Asked about this in relation to the Cuomo accusation, Leavitt called the accusations against Kavanaugh “baseless” and said Stefanik has not changed her opinion on them. Leavitt said accusations of Cuomo’s harassment and abuse are different because he is a sitting governor, and because text messages and government emails show Boylan told people about the harassment at the time.

Stefanik and her staff did not respond to a question asking if treating sexual harassment as a political issue furthers the harm it causes.

Leavitt said “fair and honest journalism” would be to ask every elected Democrat about their previous statements on sexual harassment and assault. She said Democrats U.S. Sens. Kirsten Gillibrand and Chuck Schumer and Lt. Gov. Kathy Hochul are not holding Cuomo to the “same standard” as others.

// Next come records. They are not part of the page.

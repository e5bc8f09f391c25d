use thiserror::Error;

#[derive(Debug, Error)]
pub enum PilotError {
    #[error("Configuration error: {0}")]
    Config(String),

    #[error("Screenshot capture error: {0}")]
    Capture(String),

    #[error("Remote reasoning service error: {0}")]
    Transport(String),

    #[error("SSE parsing error: {0}")]
    SseParsing(String),

    #[error("unknown tool: {0}")]
    UnknownTool(String),

    #[error("invalid input for {tool}: {message}")]
    InvalidToolInput { tool: String, message: String },

    #[error("Executor error: {0}")]
    Executor(String),

    #[error("conversation exceeded maximum length of {max_turns} turns")]
    ConversationOverflow { max_turns: usize },

    #[error("Export error: {0}")]
    Export(String),

    #[error("IO error: {0}")]
    Io(#[from] std::io::Error),

    #[error("JSON error: {0}")]
    Json(#[from] serde_json::Error),

    #[error("HTTP error: {0}")]
    Http(#[from] reqwest::Error),

    #[error("TOML deserialize error: {0}")]
    TomlDe(#[from] toml::de::Error),

    #[error("TOML serialize error: {0}")]
    TomlSer(#[from] toml::ser::Error),

    #[error("Image error: {0}")]
    Image(#[from] image::ImageError),
}

impl PilotError {
    pub fn invalid_input(tool: &str, message: impl Into<String>) -> Self {
        Self::InvalidToolInput {
            tool: tool.to_string(),
            message: message.into(),
        }
    }

    /// Whether the remote service call that produced this error may succeed on retry.
    pub fn is_transient(&self) -> bool {
        match self {
            PilotError::Http(e) => e.is_timeout() || e.is_connect(),
            PilotError::Transport(msg) => {
                msg.starts_with("429") || msg.starts_with('5')
            }
            _ => false,
        }
    }
}

impl serde::Serialize for PilotError {
    fn serialize<S>(&self, serializer: S) -> Result<S::Ok, S::Error>
    where
        S: serde::ser::Serializer,
    {
        serializer.serialize_str(self.to_string().as_str())
    }
}

pub type PilotResult<T> = Result<T, PilotError>;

“The question is: Why are Senators Gillibrand and Schumer silent?” Leavitt wrote in an email.

As of 8 p.m. Wednesday these three had not released statements on the accusations.

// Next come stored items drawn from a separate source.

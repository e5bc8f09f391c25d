//! Anthropic Messages API adapter.
//!
//! System prompt goes in the top-level `system` field, tool calls travel as
//! `tool_use` blocks and their outcomes as `tool_result` blocks inside the
//! next user message. Screenshots are sent as base64 `image` blocks.

use async_trait::async_trait;
use serde::Deserialize;

use crate::errors::{PilotError, PilotResult};
use crate::llm::provider::{sanitize_for_log, ReasoningClient};
use crate::llm::types::{
    ReasoningRequest, ReasoningResponse, Segment, StopReason, ToolCall, ToolDef, Turn,
};

const ANTHROPIC_VERSION: &str = "2023-06-01";
const REQUEST_TIMEOUT_SECS: u64 = 120;
const EMPTY_TURN_PLACEHOLDER: &str = "(no content)";

pub struct AnthropicProvider {
    id: String,
    api_base: String,
    api_key: String,
    client: reqwest::Client,
}

impl AnthropicProvider {
    pub fn new(id: String, api_base: String, api_key: String) -> PilotResult<Self> {
        let client = reqwest::Client::builder()
            .timeout(std::time::Duration::from_secs(REQUEST_TIMEOUT_SECS))
            .build()?;
        Ok(Self {
            id,
            api_base: api_base.trim_end_matches('/').to_string(),
            api_key,
            client,
        })
    }

    fn endpoint(&self) -> String {
        if self.api_base.ends_with("/v1/messages") {
            self.api_base.clone()
        } else {
            format!("{}/v1/messages", self.api_base)
        }
    }

    fn build_body(request: &ReasoningRequest<'_>) -> serde_json::Value {
        let mut body = serde_json::json!({
            "model": request.config.model,
            "max_tokens": request.config.max_tokens,
            "temperature": request.config.temperature,
            "system": request.system,
            "messages": to_api_messages(request.turns),
        });
        if !request.tools.is_empty() {
            body["tools"] = serde_json::Value::Array(to_api_tools(request.tools));
        }
        body
    }
}

#[async_trait]
impl ReasoningClient for AnthropicProvider {
    fn name(&self) -> &str {
        &self.id
    }

    async fn ask(&self, request: ReasoningRequest<'_>) -> PilotResult<ReasoningResponse> {
        let body = Self::build_body(&request);

        tracing::debug!(
            provider = %self.id,
            model = %request.config.model,
            turns = request.turns.len(),
            "sending Anthropic request"
        );
        tracing::trace!(body = %sanitize_for_log(&body), "request body (sanitized)");

        let response = self
            .client
            .post(self.endpoint())
            .header("x-api-key", &self.api_key)
            .header("anthropic-version", ANTHROPIC_VERSION)
            .json(&body)
            .send()
            .await?;

        if !response.status().is_success() {
            let status = response.status();
            let err_body = response.text().await.unwrap_or_default();
            tracing::warn!(provider = %self.id, %status, "Anthropic API error");
            return Err(PilotError::Transport(format!("{}: {}", status, err_body)));
        }

        let api_resp: ApiResponse = response
            .json()
            .await
            .map_err(|e| PilotError::Transport(format!("malformed Anthropic response: {e}")))?;

        let parsed = from_api_response(api_resp);
        tracing::info!(
            provider = %self.id,
            tool_calls = parsed.tool_calls().len(),
            stop_reason = ?parsed.stop_reason,
            "Anthropic response received"
        );
        Ok(parsed)
    }
}

fn to_api_messages(turns: &[Turn]) -> Vec<serde_json::Value> {
    turns
        .iter()
        .map(|turn| {
            let mut blocks: Vec<serde_json::Value> = turn
                .segments
                .iter()
                .map(|segment| match segment {
                    Segment::Text { text } => serde_json::json!({
                        "type": "text",
                        "text": text,
                    }),
                    Segment::Image { image } => serde_json::json!({
                        "type": "image",
                        "source": {
                            "type": "base64",
                            "media_type": image.media_type,
                            "data": image.to_base64(),
                        },
                    }),
                    Segment::ToolCall(tc) => serde_json::json!({
                        "type": "tool_use",
                        "id": tc.id,
                        "name": tc.name,
                        "input": tc.input,
                    }),
                    Segment::ToolResult {
                        tool_call_id,
                        content,
                        is_error,
                    } => {
                        let mut block = serde_json::json!({
                            "type": "tool_result",
                            "tool_use_id": tool_call_id,
                            "content": content,
                        });
                        if *is_error {
                            block["is_error"] = serde_json::Value::Bool(true);
                        }
                        block
                    }
                })
                .collect();
            // The Messages API rejects empty content, including empty text blocks.
            if blocks.is_empty() {
                blocks.push(serde_json::json!({"type": "text", "text": EMPTY_TURN_PLACEHOLDER}));
            }
            serde_json::json!({
                "role": turn.role.as_wire(),
                "content": blocks,
            })
        })
        .collect()
}

fn to_api_tools(tools: &[ToolDef]) -> Vec<serde_json::Value> {
    tools
        .iter()
        .map(|t| {
            serde_json::json!({
                "name": t.name,
                "description": t.description,
                "input_schema": t.input_schema,
            })
        })
        .collect()
}

#[derive(Debug, Deserialize)]
struct ApiResponse {
    #[serde(default)]
    content: Vec<ApiBlock>,
    #[serde(default)]
    stop_reason: Option<String>,
}

#[derive(Debug, Deserialize)]
#[serde(tag = "type", rename_all = "snake_case")]
enum ApiBlock {
    Text {
        text: String,
    },
    ToolUse {
        id: String,
        name: String,
        #[serde(default)]
        input: serde_json::Value,
    },
    #[serde(other)]
    Unsupported,
}

fn from_api_response(resp: ApiResponse) -> ReasoningResponse {
    let segments = resp
        .content
        .into_iter()
        .filter_map(|block| match block {
            ApiBlock::Text { text } => Some(Segment::Text { text }),
            ApiBlock::ToolUse { id, name, input } => {
                let input = if input.is_null() {
                    serde_json::json!({})
                } else {
                    input
                };
                Some(Segment::ToolCall(ToolCall { id, name, input }))
            }
            ApiBlock::Unsupported => None,
        })
        .collect();
    let stop_reason = resp
        .stop_reason
        .as_deref()
        .map(StopReason::from_wire)
        .unwrap_or(StopReason::EndTurn);
    ReasoningResponse {
        segments,
        stop_reason,
    }
}

#[cfg(test)]
mod tests {
    use super::*;
    use crate::llm::types::{CallConfig, EncodedImage};
    use wiremock::matchers::{header, method, path};
    use wiremock::{Mock, MockServer, ResponseTemplate};

    fn call_config() -> CallConfig {
        CallConfig {
            model: "claude-3-5-sonnet-20241022".into(),
            max_tokens: 2048,
            temperature: 0.7,
            stream: false,
        }
    }

    fn sample_turns() -> Vec<Turn> {
        vec![
            Turn::observer(vec![
                Segment::text("Here's the current screenshot"),
                Segment::Image {
                    image: EncodedImage::jpeg(vec![1, 2, 3]),
                },
            ]),
            Turn::reasoner(vec![
                Segment::text("<thinking>tap it</thinking>"),
                Segment::ToolCall(ToolCall {
                    id: "toolu_1".into(),
                    name: "tap".into(),
                    input: serde_json::json!({"x": 10, "y": 20}),
                }),
            ]),
            Turn::observer(vec![
                Segment::tool_result("toolu_1", "Tapped at (10, 20)."),
                Segment::text("latest screenshot"),
            ]),
        ]
    }

    #[test]
    fn message_conversion_uses_content_blocks() {
        let msgs = to_api_messages(&sample_turns());
        assert_eq!(msgs.len(), 3);
        assert_eq!(msgs[0]["role"], "user");
        assert_eq!(msgs[0]["content"][1]["type"], "image");
        assert_eq!(msgs[0]["content"][1]["source"]["data"], "AQID");
        assert_eq!(msgs[1]["role"], "assistant");
        assert_eq!(msgs[1]["content"][1]["type"], "tool_use");
        assert_eq!(msgs[1]["content"][1]["input"]["y"], 20);
        assert_eq!(msgs[2]["content"][0]["type"], "tool_result");
        assert_eq!(msgs[2]["content"][0]["tool_use_id"], "toolu_1");
        assert!(msgs[2]["content"][0].get("is_error").is_none());
    }

    #[test]
    fn empty_reasoner_turn_gets_a_text_block() {
        let turns = vec![
            Turn::observer(vec![Segment::text("look")]),
            Turn::reasoner(Vec::new()),
        ];
        let msgs = to_api_messages(&turns);
        let content = msgs[1]["content"].as_array().unwrap();
        assert_eq!(msgs[1]["role"], "assistant");
        assert_eq!(content.len(), 1);
        assert_eq!(content[0]["type"], "text");
        assert!(!content[0]["text"].as_str().unwrap().is_empty());
    }

    #[test]
    fn parse_tool_use_response_keeps_order() {
        let resp: ApiResponse = serde_json::from_str(
            r#"{
                "id": "msg_02",
                "content": [
                    {"type": "thinking", "thinking": "hmm"},
                    {"type": "text", "text": "Two steps"},
                    {"type": "tool_use", "id": "a", "name": "tap", "input": {"x": 1, "y": 2}},
                    {"type": "tool_use", "id": "b", "name": "press_key", "input": {"key": "back"}}
                ],
                "stop_reason": "tool_use"
            }"#,
        )
        .unwrap();
        let parsed = from_api_response(resp);
        assert_eq!(parsed.stop_reason, StopReason::ToolUse);
        assert_eq!(parsed.narrative(), "Two steps");
        let names: Vec<_> = parsed.tool_calls().iter().map(|c| c.name.clone()).collect();
        assert_eq!(names, vec!["tap", "press_key"]);
    }

    #[tokio::test]
    async fn ask_posts_messages_request() {
        let server = MockServer::start().await;
        Mock::given(method("POST"))
            .and(path("/v1/messages"))
            .and(header("x-api-key", "sk-test"))
            .and(header("anthropic-version", ANTHROPIC_VERSION))
            .respond_with(ResponseTemplate::new(200).set_body_json(serde_json::json!({
                "content": [
                    {"type": "text", "text": "Settings is open."},
                    {"type": "tool_use", "id": "toolu_9", "name": "done",
                     "input": {"status": "completed", "reason": "settings opened"}}
                ],
                "stop_reason": "tool_use"
            })))
            .expect(1)
            .mount(&server)
            .await;

        let provider =
            AnthropicProvider::new("anthropic".into(), server.uri(), "sk-test".into()).unwrap();
        let turns = sample_turns();
        let cfg = call_config();
        let tools = vec![ToolDef {
            name: "done".into(),
            description: "finish".into(),
            input_schema: serde_json::json!({"type": "object"}),
        }];
        let resp = provider
            .ask(ReasoningRequest {
                system: "You control a phone.",
                turns: &turns,
                tools: &tools,
                config: &cfg,
            })
            .await
            .unwrap();

        assert_eq!(resp.stop_reason, StopReason::ToolUse);
        assert_eq!(resp.tool_calls()[0].input["reason"], "settings opened");

        let received = server.received_requests().await.unwrap();
        let body: serde_json::Value = serde_json::from_slice(&received[0].body).unwrap();
        assert_eq!(body["system"], "You control a phone.");
        assert_eq!(body["tools"][0]["name"], "done");
        assert_eq!(body["messages"].as_array().unwrap().len(), 3);
    }

    #[tokio::test]
    async fn error_status_fails_closed() {
        let server = MockServer::start().await;
        Mock::given(method("POST"))
            .respond_with(ResponseTemplate::new(529).set_body_string("overloaded"))
            .mount(&server)
            .await;

        let provider =
            AnthropicProvider::new("anthropic".into(), server.uri(), "sk-test".into()).unwrap();
        let cfg = call_config();
        let err = provider
            .ask(ReasoningRequest {
                system: "",
                turns: &[],
                tools: &[],
                config: &cfg,
            })
            .await
            .unwrap_err();
        match err {
            PilotError::Transport(msg) => assert!(msg.starts_with("529")),
            other => panic!("unexpected error: {other:?}"),
        }
    }
}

Leavitt did point out that state Senate Majority Leader Andrea Stewart Cousins and Speaker Heastie — both Democrats — called for independent investigations into Cuomo’s conduct.

Leavitt said Cuomo has filled the state Joint Commission on Public Ethics with “his political allies who have buried sexual harassment and abuse claims.”

“JCOPE has no credibility whatsoever,” Leavitt wrote.

Tedra Cobb, a Democrat from Canton who ran against Stefanik in 2018 and 2020, pointed out in a tweet that Stefanik refused to return $8,400 that disgraced casino mogul Steve Wynn, who was accused of sexual assault, donated to her 2020 reelection campaign.

“We must listen to survivors, but Elise is no ally,” Cobb wrote.

Stefanik said she was “one of the first and one of the only” New York elected officials to call for an investigation into Cuomo’s sexual harassment allegations in 2020.

“It is an inexcusable disgrace that almost every other elected official in New York State quietly brushed this serious and credible allegation under the rug,” Stefanik wrote in a statement. “Sadly, much of the media in the state either ignored this matter or chose to report the sexist character and professional smears of Ms. Boylan by Governor Cuomo’s taxpayer-funded staff.”

Stefanik’s statement included past comments from Cuomo supporting investigations into people accused of sexual harassment and praising the women who came forward.

“The people of New York deserve a Governor who lives up to his own public statements on sexual harassment,” Stefanik wrote in December.

(Correction: An earlier version of this article said Cuomo had called upon Stefanik to resign. Stefanik has claimed he did, but so far the Enterprise and other news reporters have not found any statement in which he did so. The Enterprise regrets the error.)